● DESCRIPTION OF THE TASK
Nothing but a number should be returned: the count of lines in the records that contain "free".

● Stored data entries
* * * *
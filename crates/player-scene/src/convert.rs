//! Conversions between `player-core` transforms and Bevy transforms
//!
//! Goes through plain arrays so the two crates never need to agree on a
//! glam version.

use bevy::prelude::*;
use player_core::glam;
use player_core::math::Transform as CoreTransform;

pub fn to_bevy(t: &CoreTransform) -> Transform {
    Transform {
        translation: Vec3::from_array(t.translation.to_array()),
        rotation: Quat::from_array(t.rotation.to_array()),
        scale: Vec3::from_array(t.scale.to_array()),
    }
}

pub fn from_bevy(t: &Transform) -> CoreTransform {
    CoreTransform {
        translation: glam::Vec3::from_array(t.translation.to_array()),
        rotation: glam::Quat::from_array(t.rotation.to_array()),
        scale: glam::Vec3::from_array(t.scale.to_array()),
    }
}

pub fn from_global(t: &GlobalTransform) -> CoreTransform {
    let (scale, rotation, translation) = t.to_scale_rotation_translation();
    from_bevy(&Transform {
        translation,
        rotation,
        scale,
    })
}
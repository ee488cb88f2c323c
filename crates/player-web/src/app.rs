//! Bevy application setup

use bevy::prelude::*;
use player_core::SceneConfig;
use player_scene::PlayerScenePlugin;

use crate::overlay::OverlayPlugin;

pub fn run() {
    let config = SceneConfig::default();
    let asset_root = config.render.asset_root().to_string();
    let canvas = config.render.canvas.clone();

    App::new()
        .add_plugins(
            DefaultPlugins
                .set(WindowPlugin {
                    primary_window: Some(Window {
                        title: "Player".to_string(),
                        canvas: Some(canvas),
                        fit_canvas_to_parent: true,
                        prevent_default_event_handling: false,
                        ..default()
                    }),
                    ..default()
                })
                .set(AssetPlugin {
                    // The model is served next to the page under the site base path
                    file_path: asset_root,
                    // Don't look for .meta files - the static host doesn't have them
                    meta_check: bevy::asset::AssetMetaCheck::Never,
                    ..default()
                }),
        )
        .add_plugins(PlayerScenePlugin { config })
        .add_plugins(OverlayPlugin)
        .run();
}
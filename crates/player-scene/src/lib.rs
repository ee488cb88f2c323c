//! Player Scene - Bevy host for the player model scene
//!
//! This crate runs the engine-agnostic motion/sync loop from `player-core`
//! inside a Bevy app: it spawns the camera and lighting, loads the player
//! model, finds the screen anchor, drives camera drift and idle motion each
//! frame, and adds the ambient occlusion and film-grain passes. The HTML
//! overlay itself is composited by the host page (see `player-web`); this
//! crate only keeps the overlay entities positioned.

pub mod camera;
pub mod convert;
pub mod film_grain;
pub mod models;
pub mod motion;
pub mod scene;

use bevy::prelude::*;
use player_core::SceneConfig;

/// Scene configuration shared by every system
#[derive(Debug, Clone, Resource, Default)]
pub struct SceneSettings(pub SceneConfig);

/// Plugin that sets up the player scene
#[derive(Default)]
pub struct PlayerScenePlugin {
    pub config: SceneConfig,
}

impl Plugin for PlayerScenePlugin {
    fn build(&self, app: &mut App) {
        app.insert_resource(SceneSettings(self.config.clone()))
            .add_plugins(film_grain::FilmGrainPlugin)
            .add_plugins(camera::CameraPlugin)
            .add_plugins(scene::SceneSetupPlugin)
            .add_plugins(models::ModelsPlugin)
            .add_plugins(motion::MotionPlugin);
    }
}

// Re-export commonly used types
pub use camera::{MainCamera, ViewState, ViewportChanged};
pub use film_grain::FilmGrainSettings;
pub use models::{OverlayContent, OverlayGroup, PlayerModel, ScreenAnchor};
pub use motion::MotionSync;
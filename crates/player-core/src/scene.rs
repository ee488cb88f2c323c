//! Arena scene store
//!
//! Nodes live in a flat vector and are addressed by [`NodeId`], a slot index
//! paired with a generation counter. Removing a node bumps its slot's
//! generation, so a handle kept across a removal is reported as stale
//! instead of silently pointing at whatever reuses the slot.
//!
//! The motion loop never touches the store directly; it goes through
//! [`SceneAccess`], which the store implements and which the Bevy host
//! implements over ECS entities.

use serde::{Deserialize, Serialize};
use thiserror::Error;
use tracing::debug;

use crate::math::Transform;

#[derive(Error, Debug, Clone, PartialEq, Eq)]
pub enum SceneError {
    #[error("Unknown node: {0}")]
    UnknownNode(String),
    #[error("Stale node handle: {0}")]
    StaleNode(String),
}

/// Stable handle to a node in a [`SceneStore`]
#[derive(Debug, Clone, Copy, PartialEq, Eq, Hash, Serialize, Deserialize)]
pub struct NodeId {
    index: u32,
    generation: u32,
}

impl std::fmt::Display for NodeId {
    fn fmt(&self, f: &mut std::fmt::Formatter<'_>) -> std::fmt::Result {
        write!(f, "{}v{}", self.index, self.generation)
    }
}

/// Host-side view of a scene that the motion loop can drive
pub trait SceneAccess {
    type Handle: Copy + std::fmt::Debug;

    /// Replace a node's local transform
    fn set_local(&mut self, node: Self::Handle, transform: Transform) -> Result<(), SceneError>;

    /// Mutate a node's local transform in place
    fn modify_local<F>(&mut self, node: Self::Handle, f: F) -> Result<(), SceneError>
    where
        F: FnOnce(&mut Transform);

    /// Current world transform, reflecting every local change made so far
    /// in this frame
    fn world_transform(&mut self, node: Self::Handle) -> Result<Transform, SceneError>;

    /// Feed elapsed time to the noise post-process
    fn set_noise_time(&mut self, time: f32);
}

#[derive(Debug, Clone)]
struct Node {
    name: String,
    tag: Option<String>,
    parent: Option<NodeId>,
    children: Vec<NodeId>,
    local: Transform,
}

#[derive(Debug, Clone)]
struct Slot {
    generation: u32,
    node: Option<Node>,
}

/// Generational arena of scene nodes
#[derive(Debug, Clone, Default)]
pub struct SceneStore {
    slots: Vec<Slot>,
    free: Vec<u32>,
    noise_time: f32,
}

impl SceneStore {
    pub fn new() -> Self {
        Self::default()
    }

    /// Number of live nodes
    pub fn len(&self) -> usize {
        self.slots.iter().filter(|s| s.node.is_some()).count()
    }

    pub fn is_empty(&self) -> bool {
        self.len() == 0
    }

    /// Add a node, optionally under `parent`
    pub fn spawn(
        &mut self,
        name: impl Into<String>,
        parent: Option<NodeId>,
        local: Transform,
    ) -> Result<NodeId, SceneError> {
        if let Some(parent) = parent {
            self.node(parent)?;
        }

        let node = Node {
            name: name.into(),
            tag: None,
            parent,
            children: Vec::new(),
            local,
        };

        let id = match self.free.pop() {
            Some(index) => {
                let slot = &mut self.slots[index as usize];
                slot.node = Some(node);
                NodeId {
                    index,
                    generation: slot.generation,
                }
            }
            None => {
                let index = self.slots.len() as u32;
                self.slots.push(Slot {
                    generation: 0,
                    node: Some(node),
                });
                NodeId { index, generation: 0 }
            }
        };

        if let Some(parent) = parent {
            self.node_mut(parent)?.children.push(id);
        }
        Ok(id)
    }

    /// Tag a node (the equivalent of glTF `userData.name`)
    pub fn set_tag(&mut self, id: NodeId, tag: impl Into<String>) -> Result<(), SceneError> {
        self.node_mut(id)?.tag = Some(tag.into());
        Ok(())
    }

    pub fn parent(&self, id: NodeId) -> Result<Option<NodeId>, SceneError> {
        Ok(self.node(id)?.parent)
    }

    pub fn children(&self, id: NodeId) -> Result<&[NodeId], SceneError> {
        Ok(&self.node(id)?.children)
    }

    pub fn contains(&self, id: NodeId) -> bool {
        self.node(id).is_ok()
    }

    /// Remove a node and its whole subtree
    pub fn remove(&mut self, id: NodeId) -> Result<(), SceneError> {
        let parent = self.node(id)?.parent;
        if let Some(parent) = parent {
            if let Ok(p) = self.node_mut(parent) {
                p.children.retain(|c| *c != id);
            }
        }

        let mut stack = vec![id];
        while let Some(current) = stack.pop() {
            let slot = &mut self.slots[current.index as usize];
            if let Some(node) = slot.node.take() {
                stack.extend(node.children);
                slot.generation = slot.generation.wrapping_add(1);
                self.free.push(current.index);
            }
        }
        Ok(())
    }

    pub fn local(&self, id: NodeId) -> Result<&Transform, SceneError> {
        Ok(&self.node(id)?.local)
    }

    pub fn local_mut(&mut self, id: NodeId) -> Result<&mut Transform, SceneError> {
        Ok(&mut self.node_mut(id)?.local)
    }

    /// Compose local transforms from the root down to `id`
    pub fn world(&self, id: NodeId) -> Result<Transform, SceneError> {
        let mut chain = Vec::new();
        let mut cursor = Some(id);
        while let Some(current) = cursor {
            let node = self.node(current)?;
            chain.push(node.local);
            cursor = node.parent;
        }

        Ok(chain
            .iter()
            .rev()
            .fold(Transform::IDENTITY, |acc, local| acc.mul_transform(local)))
    }

    /// Depth-first, pre-order search of the subtree under `root` for the
    /// first node carrying `tag`
    pub fn find_by_tag(&self, root: NodeId, tag: &str) -> Result<Option<NodeId>, SceneError> {
        let mut stack = vec![root];
        while let Some(current) = stack.pop() {
            let node = self.node(current)?;
            if node.tag.as_deref() == Some(tag) {
                debug!(node = %current, name = %node.name, tag, "Found tagged node");
                return Ok(Some(current));
            }
            stack.extend(node.children.iter().rev().copied());
        }
        Ok(None)
    }

    /// Last value written by the motion loop for the noise pass
    pub fn noise_time(&self) -> f32 {
        self.noise_time
    }

    fn node(&self, id: NodeId) -> Result<&Node, SceneError> {
        let slot = self
            .slots
            .get(id.index as usize)
            .ok_or_else(|| SceneError::UnknownNode(id.to_string()))?;
        if slot.generation != id.generation {
            return Err(SceneError::StaleNode(id.to_string()));
        }
        slot.node
            .as_ref()
            .ok_or_else(|| SceneError::StaleNode(id.to_string()))
    }

    fn node_mut(&mut self, id: NodeId) -> Result<&mut Node, SceneError> {
        let slot = self
            .slots
            .get_mut(id.index as usize)
            .ok_or_else(|| SceneError::UnknownNode(id.to_string()))?;
        if slot.generation != id.generation {
            return Err(SceneError::StaleNode(id.to_string()));
        }
        slot.node
            .as_mut()
            .ok_or_else(|| SceneError::StaleNode(id.to_string()))
    }
}

impl SceneAccess for SceneStore {
    type Handle = NodeId;

    fn set_local(&mut self, node: NodeId, transform: Transform) -> Result<(), SceneError> {
        *self.local_mut(node)? = transform;
        Ok(())
    }

    fn modify_local<F>(&mut self, node: NodeId, f: F) -> Result<(), SceneError>
    where
        F: FnOnce(&mut Transform),
    {
        f(self.local_mut(node)?);
        Ok(())
    }

    fn world_transform(&mut self, node: NodeId) -> Result<Transform, SceneError> {
        self.world(node)
    }

    fn set_noise_time(&mut self, time: f32) {
        self.noise_time = time;
    }
}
* * * *
● RESULT
3